If the situation includes criminal matters, specifically if medical or financial records have actually been jeopardized, an excellent decision is to include law enforcement as early as possible. Electronic wrongdoers regularly disappear and ruin all evidence of their activities.

3. Is it possible that erased or concealed files may play an important role in this case?

There are three ways to collect electronic apply for discovery:

* Forensically ะ ะ as explained in the sidebar

* Semi-forensically ะ ะ utilizing non-validated methods and applications to record files

* Non-forensically using easy cut and- paste copy methods to move copies of files from one place to another. These approaches do not consist of hashing files to make sure the files have actually not altered, which includes utilizing a hash algorithm to develop a mathematical fingerprint of one or more files that will change if any change is made to the collection.
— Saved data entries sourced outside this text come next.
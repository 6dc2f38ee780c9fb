//! A single selector-scoped set of field overrides.

use crate::behavior::selector::Selector;
use crate::behavior::settings::CommitLevel;
use crate::behavior::settings::ConsistencyAp;
use crate::behavior::settings::ConsistencyCp;
use crate::behavior::settings::ReplicaOrder;
use crate::behavior::settings::Settings;
use std::collections::HashMap;
use std::time::Duration;

/// One overridable field of [`Settings`], used as the key of a [`Patch`]'s override map.
#[derive(Clone, Copy, Debug, Eq, PartialEq, Hash)]
pub enum Field {
	/// Per-attempt timeout.
	TimeoutPerAttempt,
	/// Total timeout across all attempts.
	TimeoutTotal,
	/// Connection-establishment timeout.
	TimeoutConnect,
	/// Extra grace period granted after the last attempt fails.
	TimeoutPostFail,
	/// Maximum number of attempts, including the first.
	MaxAttempts,
	/// Delay between retry attempts.
	RetryBackoff,
	/// Replica selection order.
	ReplicaOrder,
	/// Whether to send the record key alongside the digest.
	SendKey,
	/// Whether to compress the payload on the wire.
	Compression,
	/// Whether a delete leaves a durable tombstone.
	DurableDelete,
	/// Write commit level.
	CommitLevel,
	/// Read consistency under AP mode.
	ReadConsistencyAp,
	/// Read consistency under CP mode.
	ReadConsistencyCp,
	/// Touch-on-read TTL threshold, as a percentage of the record's TTL.
	TouchTtlPercent,
	/// Maximum concurrent sub-batches for a batched call.
	BatchConcurrency,
	/// Whether small batches may be served inline rather than proxied.
	BatchAllowInline,
	/// Whether small batches may be served inline even on SSD-backed namespaces.
	BatchAllowInlineSsd,
	/// Depth of the query result queue.
	QueryQueueSize,
}

/// The typed value carried by one [`Field`] override.
#[derive(Clone, Copy, Debug)]
pub enum FieldValue {
	/// A duration-valued field.
	Duration(Duration),
	/// A count or percentage field.
	U32(u32),
	/// A boolean toggle field.
	Bool(bool),
	/// A replica-order field.
	ReplicaOrder(ReplicaOrder),
	/// A commit-level field.
	CommitLevel(CommitLevel),
	/// An AP-consistency field.
	ConsistencyAp(ConsistencyAp),
	/// A CP-consistency field.
	ConsistencyCp(ConsistencyCp),
}

/// A selector-scoped bundle of field overrides, the unit a [`crate::behavior::matrix::Behavior`]
/// stores one-per-config-entry. Created in one shot by [`PatchBuilder::build`] so a patch is
/// always a complete, immutable fact once it exists.
#[derive(Clone, Debug)]
pub struct Patch {
	/// The selector this patch applies under.
	pub selector: Selector,
	pub(crate) overrides: HashMap<Field, FieldValue>,
}

impl Patch {
	/// True iff this patch sets `field`.
	pub fn sets(&self, field: Field) -> bool {
		self.overrides.contains_key(&field)
	}

	/// This patch's value for `field`, if it sets one.
	pub fn value(&self, field: Field) -> Option<FieldValue> {
		self.overrides.get(&field).copied()
	}
}

/// All overridable fields, in a fixed order used to drive field-by-field resolution.
pub const ALL_FIELDS: &[Field] = &[
	Field::TimeoutPerAttempt,
	Field::TimeoutTotal,
	Field::TimeoutConnect,
	Field::TimeoutPostFail,
	Field::MaxAttempts,
	Field::RetryBackoff,
	Field::ReplicaOrder,
	Field::SendKey,
	Field::Compression,
	Field::DurableDelete,
	Field::CommitLevel,
	Field::ReadConsistencyAp,
	Field::ReadConsistencyCp,
	Field::TouchTtlPercent,
	Field::BatchConcurrency,
	Field::BatchAllowInline,
	Field::BatchAllowInlineSsd,
	Field::QueryQueueSize,
];

/// Applies one field/value pair onto `settings`.
///
/// Panics if `value`'s variant disagrees with `field`'s expected type; this can't happen through
/// [`PatchBuilder`], which only ever stores field/value pairs it constructed together.
pub(crate) fn apply_field(settings: &mut Settings, field: Field, value: FieldValue) {
	macro_rules! expect {
		($variant:ident) => {
			match value {
				FieldValue::$variant(v) => v,
				other => unreachable!("Field::{field:?} paired with mismatched {other:?}"),
			}
		};
	}
	match field {
		Field::TimeoutPerAttempt => settings.timeout_per_attempt = expect!(Duration),
		Field::TimeoutTotal => settings.timeout_total = expect!(Duration),
		Field::TimeoutConnect => settings.timeout_connect = expect!(Duration),
		Field::TimeoutPostFail => settings.timeout_post_fail = expect!(Duration),
		Field::MaxAttempts => settings.max_attempts = expect!(U32),
		Field::RetryBackoff => settings.retry_backoff = expect!(Duration),
		Field::ReplicaOrder => settings.replica_order = expect!(ReplicaOrder),
		Field::SendKey => settings.send_key = expect!(Bool),
		Field::Compression => settings.compression = expect!(Bool),
		Field::DurableDelete => settings.durable_delete = expect!(Bool),
		Field::CommitLevel => settings.commit_level = expect!(CommitLevel),
		Field::ReadConsistencyAp => settings.read_consistency_ap = expect!(ConsistencyAp),
		Field::ReadConsistencyCp => settings.read_consistency_cp = expect!(ConsistencyCp),
		Field::TouchTtlPercent => settings.touch_ttl_percent = expect!(U32),
		Field::BatchConcurrency => settings.batch_concurrency = expect!(U32),
		Field::BatchAllowInline => settings.batch_allow_inline = expect!(Bool),
		Field::BatchAllowInlineSsd => settings.batch_allow_inline_ssd = expect!(Bool),
		Field::QueryQueueSize => settings.query_queue_size = expect!(U32),
	}
}

/// Builds one [`Patch`] under a fixed selector.
#[derive(Debug)]
pub struct PatchBuilder {
	selector: Selector,
	overrides: HashMap<Field, FieldValue>,
}

impl PatchBuilder {
	/// Starts a new patch scoped to `selector`.
	pub fn new(selector: Selector) -> Self {
		PatchBuilder { selector, overrides: HashMap::new() }
	}

	fn set(mut self, field: Field, value: FieldValue) -> Self {
		self.overrides.insert(field, value);
		self
	}

	/// Overrides the per-attempt timeout.
	pub fn timeout_per_attempt(self, d: Duration) -> Self {
		self.set(Field::TimeoutPerAttempt, FieldValue::Duration(d))
	}
	/// Overrides the total timeout across all attempts.
	pub fn timeout_total(self, d: Duration) -> Self {
		self.set(Field::TimeoutTotal, FieldValue::Duration(d))
	}
	/// Overrides the connection-establishment timeout.
	pub fn timeout_connect(self, d: Duration) -> Self {
		self.set(Field::TimeoutConnect, FieldValue::Duration(d))
	}
	/// Overrides the post-failure grace period.
	pub fn timeout_post_fail(self, d: Duration) -> Self {
		self.set(Field::TimeoutPostFail, FieldValue::Duration(d))
	}
	/// Overrides the maximum number of attempts, including the first.
	pub fn max_attempts(self, n: u32) -> Self {
		self.set(Field::MaxAttempts, FieldValue::U32(n))
	}
	/// Overrides the delay between retry attempts.
	pub fn retry_backoff(self, d: Duration) -> Self {
		self.set(Field::RetryBackoff, FieldValue::Duration(d))
	}
	/// Overrides the replica selection order.
	pub fn replica_order(self, r: ReplicaOrder) -> Self {
		self.set(Field::ReplicaOrder, FieldValue::ReplicaOrder(r))
	}
	/// Overrides whether the record key is sent alongside the digest.
	pub fn send_key(self, b: bool) -> Self {
		self.set(Field::SendKey, FieldValue::Bool(b))
	}
	/// Overrides whether the payload is compressed on the wire.
	pub fn compression(self, b: bool) -> Self {
		self.set(Field::Compression, FieldValue::Bool(b))
	}
	/// Overrides whether a delete leaves a durable tombstone.
	pub fn durable_delete(self, b: bool) -> Self {
		self.set(Field::DurableDelete, FieldValue::Bool(b))
	}
	/// Overrides the write commit level.
	pub fn commit_level(self, c: CommitLevel) -> Self {
		self.set(Field::CommitLevel, FieldValue::CommitLevel(c))
	}
	/// Overrides read consistency under AP mode.
	pub fn read_consistency_ap(self, c: ConsistencyAp) -> Self {
		self.set(Field::ReadConsistencyAp, FieldValue::ConsistencyAp(c))
	}
	/// Overrides read consistency under CP mode.
	pub fn read_consistency_cp(self, c: ConsistencyCp) -> Self {
		self.set(Field::ReadConsistencyCp, FieldValue::ConsistencyCp(c))
	}
	/// Overrides the touch-on-read TTL threshold percentage.
	pub fn touch_ttl_percent(self, p: u32) -> Self {
		self.set(Field::TouchTtlPercent, FieldValue::U32(p))
	}
	/// Overrides the maximum concurrent sub-batches for a batched call.
	pub fn batch_concurrency(self, n: u32) -> Self {
		self.set(Field::BatchConcurrency, FieldValue::U32(n))
	}
	/// Overrides whether small batches may be served inline.
	pub fn batch_allow_inline(self, b: bool) -> Self {
		self.set(Field::BatchAllowInline, FieldValue::Bool(b))
	}
	/// Overrides whether small batches may be served inline on SSD-backed namespaces.
	pub fn batch_allow_inline_ssd(self, b: bool) -> Self {
		self.set(Field::BatchAllowInlineSsd, FieldValue::Bool(b))
	}
	/// Overrides the depth of the query result queue.
	pub fn query_queue_size(self, n: u32) -> Self {
		self.set(Field::QueryQueueSize, FieldValue::U32(n))
	}

	/// Finalizes the patch.
	pub fn build(self) -> Patch {
		Patch { selector: self.selector, overrides: self.overrides }
	}
}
For some matters, the material of electronic documents is all that matters. The context of the files ะ ะ who created them, how they are kept, how they have been accessed, if they have actually been altered or erased ะ ะ is not as important.

For other cases, contextual info, consisting of finding erased files, is important and needs a forensic collection. This includes

* Ensuring legal search authority of the data

* Documenting chain of custody

* Creating a forensic copy utilizing verified forensic tools that develop hash records

* Using repeatable processes to analyze and examine the data

* Creating a clinical report of any findings

Identifying the value of electronic forensic file collection need to be done prior to any data being recorded. Once semi- or non-forensic methods have been used, it is difficult to return records to their original states.

4. Are backup tapes part of an active collection?

Some cases include historic problems, making the approach of handling computer system backups important to address instantly.

A lot of organisations use a schedule of turning their backup media. A brand-new set of media is used for the 2nd, 3rd, and 4th weeks, and then those three tapes are stored offsite.

Backup tapes might enter into the active information required to be kept under a lawsuits hold. This requires cessation of any rotation schedule, and the 2006 changes to the FRCP make it critical for the legal group to convey that information to the innovation employees accountable for service connection processes.

* ESI preservation duties and the pre-trial conference. Are e-mail files part of this job? The large volume of deals for large e-mail suppliers prohibits the storage of huge amounts of mail files. If the wrongdoing is by a technical individual, there is an opportunity that he or she is the only individual who understands how to access the files, find the issue, or repair it. The technical worker normally has the capability to work and gain access to company files remotely.